Code for a supervised learning project at Georgia Tech University.
Link to my code on GitHub: https://github.com/cooperdramsey/SupervisedLearning
Running the code to repeat the analysis I did is fairly simple. I used an anaconda interpreter set to python 3.6. All of the packages loaded are specified in the requirements.txt file. You can create the exact anaconda interpreter I used by loading the pacakges found in the requirements file. The core pacakges I installed where matplotlib v3.0.2, numpy v1.15.4, pandas v0.24.0 and scikit-learn v0.20.2. All of the other packages were automatically installed with those core libraries.
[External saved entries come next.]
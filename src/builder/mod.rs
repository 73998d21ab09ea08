//! Build orchestration.
//!
//! A build of one package runs these stages, each awaited before the next starts:
//!
//! 1. fetch the package into its own working tree
//! 2. build every declared dependency, one after another
//! 3. apply the file transforms
//! 4. run the post-build scripts
//! 5. release the working tree
//!
//! Dependencies are built the same way, recursively, with their trees nested
//! below the parent's `deps/` directory. Dependency `k + 1` is only fetched once
//! dependency `k` has finished its whole pipeline, including the release of its
//! tree. Every tree is released on the way out, whether the build succeeded or
//! not.

use anyhow::{Context, Result};
use std::future::Future;
use std::path::PathBuf;
use std::pin::Pin;
use tokio_util::sync::CancellationToken;

use crate::config::BuildConfig;
use crate::core::ensure_not_cancelled;
use crate::definition::PackageDefinition;
use crate::fetcher::{FetchedPackage, PackageFetcher, Placement};
use crate::scripts::ScriptRunner;
use crate::source::SourceSpec;
use crate::transform::FileTransformPipeline;
use crate::workspace::WorkingTree;

type BuildFuture<'a> = Pin<Box<dyn Future<Output = Result<BuildSummary>> + Send + 'a>>;

/// Totals for a finished build, dependencies included.
#[derive(Debug, Clone, Copy, Default, PartialEq, Eq)]
pub struct BuildSummary {
    /// Packages built, the root package included
    pub packages: usize,
    /// File transforms applied
    pub files: usize,
    /// Post-build scripts run
    pub scripts: usize,
}

impl BuildSummary {
    fn absorb(&mut self, other: Self) {
        self.packages += other.packages;
        self.files += other.files;
        self.scripts += other.scripts;
    }
}

/// Runs the build pipeline for a package and, recursively, its dependencies.
pub struct Builder {
    fetcher: PackageFetcher,
    pipeline: FileTransformPipeline,
    scripts: ScriptRunner,
    output_dir: PathBuf,
    cancel: CancellationToken,
}

impl Builder {
    /// Create a builder writing every package's outputs into `output_dir`.
    ///
    /// A relative `output_dir` is resolved against the current directory here,
    /// since scripts run from inside the package's working tree.
    pub fn new(
        fetcher: PackageFetcher,
        pipeline: FileTransformPipeline,
        scripts: ScriptRunner,
        output_dir: impl Into<PathBuf>,
        cancel: CancellationToken,
    ) -> Self {
        let output_dir = output_dir.into();
        let output_dir = std::path::absolute(&output_dir).unwrap_or(output_dir);
        Self {
            fetcher,
            pipeline,
            scripts,
            output_dir,
            cancel,
        }
    }

    /// Build the package named by `source` with `config`.
    pub async fn build(&self, source: &str, config: &BuildConfig) -> Result<BuildSummary> {
        let spec = SourceSpec::parse(source)?;
        let summary = self.build_in(&spec, config, Placement::Root).await?;

        tracing::info!(
            "Built {spec}: {} packages, {} files, {} scripts",
            summary.packages,
            summary.files,
            summary.scripts
        );
        Ok(summary)
    }

    /// Build each dependency of `definition` in declaration order.
    ///
    /// Each dependency name is a source specifier and its value the configuration
    /// the dependency is built with. Trees are allocated below `parent`.
    pub async fn build_dependencies(
        &self,
        definition: &PackageDefinition,
        parent: &WorkingTree,
    ) -> Result<BuildSummary> {
        let mut summary = BuildSummary::default();

        for (index, (name, value)) in definition.dependencies.iter().enumerate() {
            ensure_not_cancelled(&self.cancel)?;

            let spec = SourceSpec::parse(name)
                .with_context(|| format!("Failed to build dependency '{name}'"))?;
            let config = BuildConfig::from_value(value.clone());
            tracing::debug!("Building dependency {} of {}: {name}", index + 1, definition.dependencies.len());

            let placement = Placement::Dependency {
                parent,
                index,
                name,
            };
            let built = self
                .build_in(&spec, &config, placement)
                .await
                .with_context(|| format!("Failed to build dependency '{name}'"))?;
            summary.absorb(built);
        }

        Ok(summary)
    }

    fn build_in<'a>(
        &'a self,
        spec: &'a SourceSpec,
        config: &'a BuildConfig,
        placement: Placement<'a>,
    ) -> BuildFuture<'a> {
        Box::pin(async move {
            let FetchedPackage {
                tree,
                definition,
            } = self.fetcher.fetch(spec, placement).await?;

            let result = self.run_stages(&definition, &tree, config).await;

            match result {
                Ok(summary) => {
                    self.fetcher.trees().release(tree).await?;
                    tracing::debug!("Finished {spec}");
                    Ok(summary)
                }
                Err(error) => {
                    let root = tree.root().to_path_buf();
                    if let Err(release_error) = self.fetcher.trees().release(tree).await {
                        tracing::warn!(
                            target: "workspace",
                            "Failed to remove working tree {} after failed build: {release_error:#}",
                            root.display()
                        );
                    }
                    Err(error)
                }
            }
        })
    }

    async fn run_stages(
        &self,
        definition: &PackageDefinition,
        tree: &WorkingTree,
        config: &BuildConfig,
    ) -> Result<BuildSummary> {
        let mut summary = self.build_dependencies(definition, tree).await?;

        let transforms = self
            .pipeline
            .apply(&definition.files, tree, &self.output_dir, config, &self.cancel)
            .await?;
        let scripts = self
            .scripts
            .run(&definition.scripts, tree, &self.output_dir, config, &self.cancel)
            .await?;

        summary.absorb(BuildSummary {
            packages: 1,
            files: transforms.completed(),
            scripts,
        });
        Ok(summary)
    }
}
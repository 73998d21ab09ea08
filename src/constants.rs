//! Global constants used throughout the kiln codebase.
//!
//! File names, protocol parameters, timeouts and parallelism defaults live here
//! so the numbers are discoverable in one place.

use std::time::Duration;

/// Name of the package definition document at the root of every package source.
pub const PACKAGE_DEFINITION_FILE: &str = "kiln.json";

/// Suffix marking a source specifier as a source-control location.
pub const REPOSITORY_MARKER: &str = ".git";

/// Directory inside a working tree holding the materialized package source.
pub const SOURCE_DIR_NAME: &str = "src";

/// Directory inside a working tree holding the trees of nested dependency builds.
pub const DEPENDENCY_DIR_NAME: &str = "deps";

/// File name the registry archive is streamed to inside a working tree.
pub const ARCHIVE_FILE_NAME: &str = "package.tgz";

/// Prefix of top-level working tree directories in the system temp directory.
pub const WORKING_TREE_PREFIX: &str = "kiln";

/// Protocol version sent in every registry request envelope.
pub const REGISTRY_PROTOCOL_VERSION: &str = "0.1.0";

/// Token a registry response body starts with when the server failed.
pub const REGISTRY_ERROR_PREFIX: &str = "Error";

/// Registry used when neither the CLI, the environment nor the global config names one.
pub const DEFAULT_REGISTRY_URL: &str = "http://localhost:3000";

/// Timeout for a single registry request (5 minutes).
pub const REGISTRY_REQUEST_TIMEOUT: Duration = Duration::from_secs(300);

/// Timeout for Git clone operations (120 seconds).
///
/// Clone operations may take a while for large repositories.
pub const GIT_CLONE_TIMEOUT: Duration = Duration::from_secs(120);

/// Minimum number of concurrent file transforms regardless of CPU count.
pub const MIN_PARALLELISM: usize = 10;

/// Multiplier applied to CPU core count for default transform parallelism.
pub const PARALLELISM_CORE_MULTIPLIER: usize = 2;

/// Default CPU core count when detection fails.
///
/// Used as a fallback when `std::thread::available_parallelism()` returns an error.
pub const FALLBACK_CORE_COUNT: usize = 4;

/// Default cap on concurrently running file transforms.
#[must_use]
pub fn default_max_parallel() -> usize {
    let cores = std::thread::available_parallelism()
        .map(std::num::NonZero::get)
        .unwrap_or(FALLBACK_CORE_COUNT);
    std::cmp::max(MIN_PARALLELISM, cores * PARALLELISM_CORE_MULTIPLIER)
}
All of the source code is in the main.py file. Each algorithm I tested is set up to plot learning curves based upon a set of pre-determined parameters, or based upon the results of a grid search cross validation with parameters specified in the variable param_grids. Near the top of the file right below the definition for the funtion plot_learning_curve are two variables: use_best_params and data_set. These two parameters dictate what the rest of the file does.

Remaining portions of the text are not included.